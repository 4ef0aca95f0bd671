// SPDX-License-Identifier: Apache-2.0
// Copyright Open Network Fabric Authors

//! Cluster and node flow configurations.

use serde::{Deserialize, Serialize};
use serde_json::Value;

use rte::request::RteFlowAttr;
use rte::{FlowItem, FlowRule};

use crate::pod::LabelSelector;

/// Actions a cluster rule may use.
#[derive(
    Debug, Clone, Copy, PartialEq, Eq, Hash, strum::EnumString, strum::IntoStaticStr, strum::EnumIter,
)]
pub enum ClusterFlowActionType {
    /// Send matching packets to the VF behind a pod network interface.
    #[strum(to_string = "route-to-pod-interface", serialize = "to-pod-interface")]
    ToPodInterface,
}

impl ClusterFlowActionType {
    #[must_use]
    pub fn name(self) -> &'static str {
        self.into()
    }
}

/// Configuration of [`ClusterFlowActionType::ToPodInterface`].
#[derive(Debug, Clone, PartialEq, Eq, Default, Serialize, Deserialize)]
#[serde(rename_all = "camelCase", deny_unknown_fields)]
pub struct ToPodInterfaceConf {
    #[serde(alias = "podInterfaceName")]
    pub pod_interface: String,
}

#[derive(Debug, Clone, PartialEq, Default, Serialize, Deserialize)]
#[serde(deny_unknown_fields)]
pub struct ClusterFlowAction {
    pub r#type: String,
    #[serde(default, skip_serializing_if = "Option::is_none")]
    pub conf: Option<Value>,
}

impl ClusterFlowAction {
    #[must_use]
    pub fn to_pod_interface(interface: &str) -> Self {
        Self {
            r#type: ClusterFlowActionType::ToPodInterface.name().to_string(),
            conf: Some(serde_json::json!({ "podInterface": interface })),
        }
    }
}

#[derive(Debug, Clone, PartialEq, Default, Serialize, Deserialize)]
#[serde(rename_all = "camelCase", deny_unknown_fields)]
pub struct ClusterFlowRule {
    #[serde(default)]
    pub port_id: u32,
    #[serde(default)]
    pub pattern: Vec<FlowItem>,
    #[serde(default)]
    pub action: Vec<ClusterFlowAction>,
    #[serde(default, skip_serializing_if = "Option::is_none")]
    pub attr: Option<RteFlowAttr>,
}

#[derive(Debug, Clone, PartialEq, Default, Serialize, Deserialize)]
#[serde(rename_all = "camelCase", deny_unknown_fields)]
pub struct ClusterFlowConfig {
    #[serde(default)]
    pub pod_selector: LabelSelector,
    #[serde(default)]
    pub rules: Vec<ClusterFlowRule>,
}

/// The flow rules of one node.
#[derive(Debug, Clone, PartialEq, Default, Serialize, Deserialize)]
#[serde(rename_all = "camelCase", deny_unknown_fields)]
pub struct NodeFlowConfig {
    #[serde(default)]
    pub node_name: String,
    #[serde(default)]
    pub rules: Vec<FlowRule>,
}

#[cfg(test)]
mod tests {
    use super::*;
    use pretty_assertions::assert_eq;

    #[test]
    fn cluster_config_from_yaml() {
        let yaml = r"
podSelector:
  matchLabels:
    app: upf
rules:
  - pattern:
      - type: RTE_FLOW_ITEM_TYPE_ETH
      - type: RTE_FLOW_ITEM_TYPE_IPV4
        spec:
          hdr:
            dst_addr: 10.56.217.9
      - type: RTE_FLOW_ITEM_TYPE_END
    action:
      - type: route-to-pod-interface
        conf:
          podInterface: net0
";
        let config: ClusterFlowConfig = serde_yaml_ng::from_str(yaml).unwrap();
        assert_eq!(config.pod_selector.match_labels["app"], "upf");
        assert_eq!(config.rules.len(), 1);
        assert_eq!(
            config.rules[0].action,
            vec![ClusterFlowAction::to_pod_interface("net0")]
        );
    }

    #[test]
    fn action_type_names() {
        use std::str::FromStr;
        for name in ["route-to-pod-interface", "to-pod-interface"] {
            assert_eq!(
                ClusterFlowActionType::from_str(name),
                Ok(ClusterFlowActionType::ToPodInterface)
            );
        }
        assert_eq!(
            ClusterFlowActionType::ToPodInterface.name(),
            "route-to-pod-interface"
        );
        assert!(ClusterFlowActionType::from_str("to-pod").is_err());
    }

    #[test]
    fn pod_interface_name_alias() {
        let conf: ToPodInterfaceConf =
            serde_json::from_value(serde_json::json!({"podInterfaceName": "net1"})).unwrap();
        assert_eq!(conf.pod_interface, "net1");
    }
}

********************

To complete this exercise, set down every line above exactly once more.

§ **Result for this task**:
repository 4ef0aca95f0bd671
// SPDX-License-Identifier: Apache-2.0
// Copyright Open Network Fabric Authors

//! Cluster and node flow configurations.

use serde::{Deserialize, Serialize};
use serde_json::Value;

use rte::request::RteFlowAttr;
use rte::{FlowItem, FlowRule};

use crate::pod::LabelSelector;

/// Actions a cluster rule may use.
#[derive(
    Debug, Clone, Copy, PartialEq, Eq, Hash, strum::EnumString, strum::IntoStaticStr, strum::EnumIter,
)]
pub enum ClusterFlowActionType {
    /// Send matching packets to the VF behind a pod network interface.
    #[strum(to_string = "route-to-pod-interface", serialize = "to-pod-interface")]
    ToPodInterface,
}

impl ClusterFlowActionType {
    #[must_use]
    pub fn name(self) -> &'static str {
        self.into()
    }
}

/// Configuration of [`ClusterFlowActionType::ToPodInterface`].
#[derive(Debug, Clone, PartialEq, Eq, Default, Serialize, Deserialize)]
#[serde(rename_all = "camelCase", deny_unknown_fields)]
pub struct ToPodInterfaceConf {
    #[serde(alias = "podInterfaceName")]
    pub pod_interface: String,
}

#[derive(Debug, Clone, PartialEq, Default, Serialize, Deserialize)]
#[serde(deny_unknown_fields)]
pub struct ClusterFlowAction {
    pub r#type: String,
    #[serde(default, skip_serializing_if = "Option::is_none")]
    pub conf: Option<Value>,
}

impl ClusterFlowAction {
    #[must_use]
    pub fn to_pod_interface(interface: &str) -> Self {
        Self {
            r#type: ClusterFlowActionType::ToPodInterface.name().to_string(),
            conf: Some(serde_json::json!({ "podInterface": interface })),
        }
    }
}

#[derive(Debug, Clone, PartialEq, Default, Serialize, Deserialize)]
#[serde(rename_all = "camelCase", deny_unknown_fields)]
pub struct ClusterFlowRule {
    #[serde(default)]
    pub port_id: u32,
    #[serde(default)]
    pub pattern: Vec<FlowItem>,
    #[serde(default)]
    pub action: Vec<ClusterFlowAction>,
    #[serde(default, skip_serializing_if = "Option::is_none")]
    pub attr: Option<RteFlowAttr>,
}

#[derive(Debug, Clone, PartialEq, Default, Serialize, Deserialize)]
#[serde(rename_all = "camelCase", deny_unknown_fields)]
pub struct ClusterFlowConfig {
    #[serde(default)]
    pub pod_selector: LabelSelector,
    #[serde(default)]
    pub rules: Vec<ClusterFlowRule>,
}

/// The flow rules of one node.
#[derive(Debug, Clone, PartialEq, Default, Serialize, Deserialize)]
#[serde(rename_all = "camelCase", deny_unknown_fields)]
pub struct NodeFlowConfig {
    #[serde(default)]
    pub node_name: String,
    #[serde(default)]
    pub rules: Vec<FlowRule>,
}

#[cfg(test)]
mod tests {
    use super::*;
    use pretty_assertions::assert_eq;

    #[test]
    fn cluster_config_from_yaml() {
        let yaml = r"
podSelector:
  matchLabels:
    app: upf
rules:
  - pattern:
      - type: RTE_FLOW_ITEM_TYPE_ETH
      - type: RTE_FLOW_ITEM_TYPE_IPV4
        spec:
          hdr:
            dst_addr: 10.56.217.9
      - type: RTE_FLOW_ITEM_TYPE_END
    action:
      - type: route-to-pod-interface
        conf:
          podInterface: net0
";
        let config: ClusterFlowConfig = serde_yaml_ng::from_str(yaml).unwrap();
        assert_eq!(config.pod_selector.match_labels["app"], "upf");
        assert_eq!(config.rules.len(), 1);
        assert_eq!(
            config.rules[0].action,
            vec![ClusterFlowAction::to_pod_interface("net0")]
        );
    }

    #[test]
    fn action_type_names() {
        use std::str::FromStr;
        for name in ["route-to-pod-interface", "to-pod-interface"] {
            assert_eq!(
                ClusterFlowActionType::from_str(name),
                Ok(ClusterFlowActionType::ToPodInterface)
            );
        }
        assert_eq!(
            ClusterFlowActionType::ToPodInterface.name(),
            "route-to-pod-interface"
        );
        assert!(ClusterFlowActionType::from_str("to-pod").is_err());
    }

    #[test]
    fn pod_interface_name_alias() {
        let conf: ToPodInterfaceConf =
            serde_json::from_value(serde_json::json!({"podInterfaceName": "net1"})).unwrap();
        assert_eq!(conf.pod_interface, "net1");
    }
}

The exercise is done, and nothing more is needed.